The ordinary kriging interpolation method was found appropriate for unbiased predicting the value of the unsampled locations by decreasing the variance error (Lin & Chang, 2000; Tesfahunegn et al., 2011; Tamburi et al., 2020). In the experimental variogram of the kriging procedure, h is the separation distance referred to as the lag, which is half the average squared difference between the value at z(xi + h) and the z(xi) (Lark, 2000; Robinson & Metternicht, 2006), while γ(h) represent the magnitude of lag distance between two sample locations. The nugget (C0), partial sill (C), sill (C0 + C), range (m), and nugget/sill ratio derived from semivariogram analysis help to check the spatial dependency to describe the spatial correlation (Cambardella et al., 1994; Vasu et al., 2017). The performance and the accuracy of the spatial interpolation were tested using the cross-validation approach (Robinson & Metternicht, 2006; Schepers et al., 2004) with the mean error (ME) (Eq. 2) and root mean square error (RMSE) (Eq. 3).

$${\text{ME}} = \frac{1}{N}\mathop \sum \limits_{i = N}^{N} \left\{ {z\left( {x_{i} } \right) - \hat{z}\left( {x_{i} } \right)} \right\}$$
(2)
$${\text{RMSE}} = \sqrt {\frac{1}{N}\mathop \sum \limits_{i = 1}^{N} \left\{ {z\left( {x_{i} } \right) - \hat{z}\left( {x_{i} } \right)} \right\}^{2} }$$
(3)

The following semivariogram models, namely Gaussian, exponential, linear and spherical (Eqs. 47) (Asghari et al., 2017), were tested with the experimental results.

Gaussian model:

$$Y\left( h \right) = C_{0} + C\left[ {1 - \exp \left( {\frac{{ - h^{2} }}{{A_{0}^{2} }}} \right)} \right]$$
(4)

Exponential model:

$$Y\left( h \right) = C_{0} + C\left[ {1 - \exp \left( {\frac{ - h}{{A_{0} }}} \right)} \right]$$
(5)

Linear model:

$$Y\left( h \right) = C_{0} + \left[ {h\left( {\frac{{C_{0} + C}}{{A_{0} }}} \right)} \right]$$
(6)
$${\text{if}}\;~h \le A_{0} ,\gamma \left( h \right) = C_{0} + C\;~{\text{if}}\;~h > A_{0}$$

Spherical model:

$$Y\left( h \right) = C_{0} + C\left[ {1.5\frac{h}{{A_{0} }} - 0.5\left( {\frac{h}{{A_{0} }}} \right)^{3} } \right]$$
(7)
$${\text{if}}~h \le A_{0} ,\gamma \left( h \right) = C_{0} + C\;~{\text{if}}~h > A_{0}$$

The best fitted semivariogram model was selected with a cross-validation approach and applied for interpolating the spatial data using geostatistical analysis tool. Finally, the map projection of Universal Transverse Mercator (UTM) and datum of the world geodetic system (WGS) 1984 was used to generate spatial maps in GIS platform.

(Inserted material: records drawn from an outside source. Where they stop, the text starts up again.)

//! Configuration system for the `qql` command-line tool.
//!
//! qql uses TOML configuration files named `.quickql.toml`. Configuration is
//! resolved by walking up the directory tree from the current working
//! directory, collecting any `.quickql.toml` files found, then loading
//! `~/.quickql.toml` as the global config with lowest precedence.

#![warn(missing_docs)]

mod discovery;
mod error;
mod merge;
mod parse;

use std::{
    fmt,
    path::{Path, PathBuf},
    str::FromStr,
};

pub use discovery::{CONFIG_FILENAME, discover_config_files, global_config_path, is_global_config};
pub use error::ConfigError;
pub use merge::{ParsedConfig, merge_configs};
pub use parse::{
    RawConfig, RawOutputSettings, RawParseSettings, parse_config_file, parse_config_str,
};
use serde::{Deserialize, Serialize};

/// Fully merged configuration.
#[derive(Debug, Clone, Default)]
pub struct Config {
    /// Output settings.
    pub output: OutputSettings,
    /// Parse settings.
    pub parse: ParseSettings,
    /// Files the configuration was loaded from, highest precedence first.
    pub files: Vec<PathBuf>,
}

impl Config {
    /// Loads configuration by discovering and merging all relevant files.
    ///
    /// Returns `Ok(Config::default())` if no configuration files are found.
    pub fn load(cwd: &Path) -> Result<Self, ConfigError> {
        let config_files = discover_config_files(cwd);
        Self::load_from_files(&config_files)
    }

    /// Loads configuration from a specific list of config file paths.
    ///
    /// Files should be provided in precedence order: highest precedence first.
    pub fn load_from_files(files: &[PathBuf]) -> Result<Self, ConfigError> {
        let parsed: Vec<ParsedConfig> = files
            .iter()
            .map(|path| {
                let config = parse_config_file(path)?;
                Ok(ParsedConfig {
                    path: path.clone(),
                    config,
                })
            })
            .collect::<Result<Vec<_>, ConfigError>>()?;

        merge_configs(&parsed)
    }

    /// Serializes the effective settings in `.quickql.toml` format.
    pub fn settings_to_toml(&self) -> Result<String, ConfigError> {
        let serializable = SerializableSettings {
            output: self.output.clone(),
            parse: self.parse.clone(),
        };
        Ok(toml::to_string_pretty(&serializable)?)
    }
}

/// How `qql parse` renders a parsed query.
#[derive(Debug, Clone, Copy, PartialEq, Eq, Default, Deserialize, Serialize)]
#[serde(rename_all = "lowercase")]
pub enum OutputFormat {
    /// Canonical S-expression.
    #[default]
    Canonical,
    /// Indented node tree.
    Tree,
    /// JSON serialization of the AST.
    Json,
}

impl OutputFormat {
    /// Every format, for help text and error messages.
    pub const ALL: [Self; 3] = [Self::Canonical, Self::Tree, Self::Json];

    /// Returns the name used in config files and on the command line.
    pub fn as_str(self) -> &'static str {
        match self {
            Self::Canonical => "canonical",
            Self::Tree => "tree",
            Self::Json => "json",
        }
    }
}

impl FromStr for OutputFormat {
    type Err = String;

    fn from_str(s: &str) -> Result<Self, Self::Err> {
        Self::ALL
            .into_iter()
            .find(|format| format.as_str().eq_ignore_ascii_case(s))
            .ok_or_else(|| format!("unknown output format '{s}' (expected canonical, tree or json)"))
    }
}

impl fmt::Display for OutputFormat {
    fn fmt(&self, f: &mut fmt::Formatter<'_>) -> fmt::Result {
        f.write_str(self.as_str())
    }
}

/// `[output]` settings.
#[derive(Debug, Clone, Deserialize, Serialize)]
#[serde(default)]
pub struct OutputSettings {
    /// Rendering used by `qql parse`.
    pub format: OutputFormat,
    /// Whether to use ANSI colors.
    pub color: bool,
}

impl Default for OutputSettings {
    fn default() -> Self {
        Self {
            format: OutputFormat::Canonical,
            color: true,
        }
    }
}

/// `[parse]` settings.
#[derive(Debug, Clone, Default, Deserialize, Serialize)]
#[serde(default)]
pub struct ParseSettings {
    /// Label echoed in error locations.
    pub filename: Option<String>,
    /// Print the parser trace when a query fails to parse.
    pub trace_on_error: bool,
}

/// Effective settings as written back out by `qql config`.
#[derive(Serialize)]
struct SerializableSettings {
    /// `[output]` section.
    output: OutputSettings,
    /// `[parse]` section.
    parse: ParseSettings,
}

#[cfg(test)]
mod tests {
    use std::fs;

    use super::*;

    #[test]
    fn format_names() {
        assert_eq!("tree".parse::<OutputFormat>(), Ok(OutputFormat::Tree));
        assert_eq!("JSON".parse::<OutputFormat>(), Ok(OutputFormat::Json));
        assert!("yaml".parse::<OutputFormat>().is_err());
        for format in OutputFormat::ALL {
            assert_eq!(format.to_string().parse::<OutputFormat>(), Ok(format));
        }
    }

    #[test]
    fn load_from_files() {
        let dir = tempfile::tempdir().unwrap();
        let path = dir.path().join(CONFIG_FILENAME);
        fs::write(&path, "[parse]\nfilename = \"box\"\ntrace_on_error = true\n").unwrap();

        let config = Config::load_from_files(&[path.clone()]).unwrap();
        assert_eq!(config.parse.filename.as_deref(), Some("box"));
        assert!(config.parse.trace_on_error);
        assert_eq!(config.files, vec![path]);
    }

    #[test]
    fn load_with_no_files() {
        let config = Config::load_from_files(&[]).unwrap();
        assert_eq!(config.output.format, OutputFormat::Canonical);
    }

    #[test]
    fn settings_to_toml_round_trips() {
        let mut config = Config::default();
        config.output.format = OutputFormat::Tree;
        config.parse.filename = Some("q".into());

        let toml = config.settings_to_toml().unwrap();
        assert!(toml.contains("[output]"));
        assert!(toml.contains("[parse]"));
        assert!(toml.contains("format = \"tree\""));
        assert!(toml.contains("filename = \"q\""));

        let raw = parse_config_str(&toml, Path::new("roundtrip.toml")).unwrap();
        assert_eq!(raw.output.unwrap().format.as_deref(), Some("tree"));
    }

    #[test]
    fn default_settings_omit_filename() {
        let toml = Config::default().settings_to_toml().unwrap();
        assert!(toml.contains("format = \"canonical\""));
        assert!(toml.contains("color = true"));
        assert!(!toml.contains("filename"));
    }
}
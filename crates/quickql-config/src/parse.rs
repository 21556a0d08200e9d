//! Configuration file parsing.
//!
//! Parses individual `.quickql.toml` files into `RawConfig` structures that
//! keep every field optional until merging.

use std::{fs, path::Path};

use serde::Deserialize;

use crate::ConfigError;

/// Raw configuration as parsed directly from a TOML file.
#[derive(Debug, Clone, Default, Deserialize)]
#[serde(default)]
pub struct RawConfig {
    /// When true, stop discovery here - ignore parent and global configs.
    pub root: Option<bool>,
    /// Output settings section.
    pub output: Option<RawOutputSettings>,
    /// Parse settings section.
    pub parse: Option<RawParseSettings>,
}

/// Raw `[output]` settings.
#[derive(Debug, Clone, Default, Deserialize)]
#[serde(default)]
pub struct RawOutputSettings {
    /// Rendering used by `qql parse`: canonical, tree or json.
    pub format: Option<String>,
    /// Whether to use ANSI colors.
    pub color: Option<bool>,
}

/// Raw `[parse]` settings.
#[derive(Debug, Clone, Default, Deserialize)]
#[serde(default)]
pub struct RawParseSettings {
    /// Label echoed in error locations.
    pub filename: Option<String>,
    /// Print the parser trace when a query fails to parse.
    pub trace_on_error: Option<bool>,
}

/// Parses a configuration file from disk.
pub fn parse_config_file(path: &Path) -> Result<RawConfig, ConfigError> {
    let contents = fs::read_to_string(path).map_err(|source| ConfigError::ReadFile {
        path: path.to_path_buf(),
        source,
    })?;

    parse_config_str(&contents, path)
}

/// Parses configuration from a TOML string.
///
/// The `path` parameter is used for error reporting.
pub fn parse_config_str(contents: &str, path: &Path) -> Result<RawConfig, ConfigError> {
    toml::from_str(contents).map_err(|source| ConfigError::ParseToml {
        path: path.to_path_buf(),
        source,
    })
}

/// Checks if a config file has `root = true` set.
///
/// Returns false if the file cannot be read or parsed.
pub fn is_root_config(path: &Path) -> bool {
    let Ok(contents) = fs::read_to_string(path) else {
        return false;
    };
    let Ok(config) = toml::from_str::<RawConfig>(&contents) else {
        return false;
    };
    config.root == Some(true)
}
//! Command implementations and dispatch.

pub mod config;
pub mod parse;
pub mod tokens;

use std::process::ExitCode;

use super::{args::Commands, context::CommandContext};

/// Dispatches to the selected subcommand.
pub fn run(command: Commands, ctx: &CommandContext) -> ExitCode {
    match command {
        Commands::Parse(cmd) => parse::run(ctx, &cmd),
        Commands::Tokens(cmd) => tokens::run(ctx, &cmd),
        Commands::Config => config::run(ctx),
    }
}
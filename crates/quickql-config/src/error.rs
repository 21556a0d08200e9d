//! Error types for qql configuration.

use std::{io, path::PathBuf};

use thiserror::Error;
use toml::{de, ser};

/// Errors that can occur when loading or processing configuration.
#[derive(Debug, Error)]
pub enum ConfigError {
    /// Failed to read a configuration file.
    #[error("failed to read config file {path}: {source}")]
    ReadFile {
        /// Path to the file that could not be read.
        path: PathBuf,
        /// Underlying I/O error.
        source: io::Error,
    },

    /// Failed to parse TOML configuration.
    #[error("failed to parse config file {path}: {source}")]
    ParseToml {
        /// Path to the file that could not be parsed.
        path: PathBuf,
        /// Underlying TOML parse error.
        source: de::Error,
    },

    /// A setting has a value outside its allowed set.
    #[error("invalid value for {key} in {path}: {message}")]
    InvalidValue {
        /// File containing the bad value.
        path: PathBuf,
        /// Dotted key of the setting, e.g. `output.format`.
        key: String,
        /// What was wrong with it.
        message: String,
    },

    /// Failed to render the effective settings as TOML.
    #[error("failed to serialize settings: {0}")]
    SerializeToml(#[from] ser::Error),
}
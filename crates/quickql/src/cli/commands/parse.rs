//! Implementation of `qql parse`.

use std::process::ExitCode;

use quickql_config::OutputFormat;
use quickql_query::Expr;
use serde::Serialize;

use crate::cli::{
    args::ParseCommand,
    context::CommandContext,
    output::{print_json, print_trace, report_parse_error},
};

/// JSON document printed by `qql parse --format json`.
#[derive(Serialize)]
struct JsonOutput<'a> {
    /// One entry per query, in argument order.
    queries: Vec<JsonQuery<'a>>,
}

/// A single parsed query in JSON output.
#[derive(Serialize)]
struct JsonQuery<'a> {
    /// The query text as given.
    query: &'a str,
    /// Canonical S-expression rendering.
    canonical: String,
    /// The syntax tree.
    ast: Expr,
}

/// Parses every query and prints its rendering.
pub fn run(ctx: &CommandContext, cmd: &ParseCommand) -> ExitCode {
    let style = ctx.style();
    let format = cmd.format.unwrap_or(ctx.config.output.format);
    let verbose = cmd.diagnostics.verbose;
    let parser = ctx.parser(cmd.diagnostics.filename.as_deref());

    let mut json = JsonOutput {
        queries: Vec::new(),
    };

    for query in &cmd.queries {
        let traced = parser.parse_traced(query);
        let expr = match traced.result {
            Ok(expr) => {
                if verbose >= 2 {
                    print_trace(style, &traced.trace);
                }
                expr
            }
            Err(e) => {
                report_parse_error(style, query, &e);
                if verbose >= 1 || ctx.config.parse.trace_on_error {
                    print_trace(style, &traced.trace);
                }
                return ExitCode::FAILURE;
            }
        };

        match format {
            OutputFormat::Canonical => println!("{}", expr.canonical()),
            OutputFormat::Tree => print!("{expr}"),
            OutputFormat::Json => json.queries.push(JsonQuery {
                query: query.as_str(),
                canonical: expr.canonical(),
                ast: expr,
            }),
        }
    }

    if format == OutputFormat::Json {
        return print_json(&json);
    }
    ExitCode::SUCCESS
}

3.3 Principal component analysis and fuzzy c‑means clustering algorithm

Principal component analysis (PCA) is widely used as dimensional reduction for deriving smaller groups from multivariate data (Ivosev et al., 2008; Bro, 2014). The PCA analysis was used to generate a small cluster from the sampling point called principal components (PCs). However, the principal components (PCs) having value ≥ 1·0 are considered to explain the variance in the dataset. So, these dominant PCs were used in fuzzy c-means clustering to generate the management zones (MZs). The analysis was carried out in FuzME software by selecting Euclidean metric distance and corresponding values for different parameters such as fuzzy exponent 1.30, maximum iteration of 300 and stopping time 0.0001. To derive the best cluster number, the cluster validity functions such as fuzzy performance index (FPI) and normalized classification entropy (NCE) were used that explain the degree of fuzziness and amount of disorganization, respectively (Boydell & Bratney, 1999; Metwally et al., 2019), as given below (Eqs. 8, 9)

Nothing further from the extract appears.